[Task prompt]
Repeat the lines below exactly as written, please, from the line with "one instruction |" to the line with "decimal / hex |", both lines included, and no others.

[Records for this exercise]
== Segment start ==

use super::{Address, Word};
use thiserror::Error;

/// Input lines starting with this character are debugger commands when
/// debug mode is on.
pub const SIGIL: char = '~';

/// ## Debugger command grammar
///
/// Every command the debug console recognizes, one variant per command.
/// The console words are the external interface:
///
/// | input | command |
/// |---|---|
/// | `c` | continue, stop stepping |
/// | `n` | run one instruction |
/// | `step on`/`step off` | toggle instruction stepping |
/// | `quit` | end the session |
/// | `dump FILE` | save machine state to FILE |
/// | `showr N` / `showx N` | show register N in decimal / hex |
/// | `showallr` | show all 8 registers |
/// | `showpc` | show the program counter |
/// | `setr N V` | set register N to hex value V |
/// | `setpc A` | set the program counter to hex address A |
/// | `break A` | set a breakpoint at hex address A |
#[derive(Debug, Clone, PartialEq, Eq)]
pub enum Command {
    Continue,
    Next,
    Step(bool),
    Quit,
    Dump(String),
    ShowRegister { index: usize, hex: bool },
    ShowRegisters,
    ShowPc,
    SetRegister { index: usize, value: Word },
    SetPc(Address),
    Break(Address),
}

/// Command parse failures are local: the console reports them and
/// re-prompts.
#[derive(Error, Debug, PartialEq, Eq)]
#[error("unknown command")]
pub struct ParseError;

impl std::str::FromStr for Command {
    type Err = ParseError;

    fn from_str(s: &str) -> Result<Command, ParseError> {
        let mut tokens = s.split_whitespace();
        Ok(match tokens.next().ok_or(ParseError)? {
            "c" => Command::Continue,
            "n" => Command::Next,
            "step" => match tokens.next() {
                Some("on") => Command::Step(true),
                Some("off") => Command::Step(false),
                _ => return Err(ParseError),
            },
            "quit" => Command::Quit,
            "dump" => Command::Dump(tokens.next().ok_or(ParseError)?.to_string()),
            "showr" => Command::ShowRegister {
                index: decimal(tokens.next())?,
                hex: false,
            },
            "showx" => Command::ShowRegister {
                index: decimal(tokens.next())?,
                hex: true,
            },
            "showallr" => Command::ShowRegisters,
            "showpc" => Command::ShowPc,
            "setr" => Command::SetRegister {
                index: decimal(tokens.next())?,
                value: hexadecimal(tokens.next())? as Word,
            },
            "setpc" => Command::SetPc(hexadecimal(tokens.next())?),
            "break" => Command::Break(hexadecimal(tokens.next())?),
            _ => return Err(ParseError),
        })
    }
}

fn decimal(token: Option<&str>) -> Result<usize, ParseError> {
    token.ok_or(ParseError)?.parse().map_err(|_| ParseError)
}

fn hexadecimal(token: Option<&str>) -> Result<usize, ParseError> {
    let token = token.ok_or(ParseError)?;
    let digits = token
        .strip_prefix("0x")
        .or_else(|| token.strip_prefix("0X"))
        .unwrap_or(token);
    usize::from_str_radix(digits, 16).map_err(|_| ParseError)
}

== Segment end ==

[Result]
/// | `n` | run one instruction |
/// | `step on`/`step off` | toggle instruction stepping |
/// | `quit` | end the session |
/// | `dump FILE` | save machine state to FILE |
/// | `showr N` / `showx N` | show register N in decimal / hex |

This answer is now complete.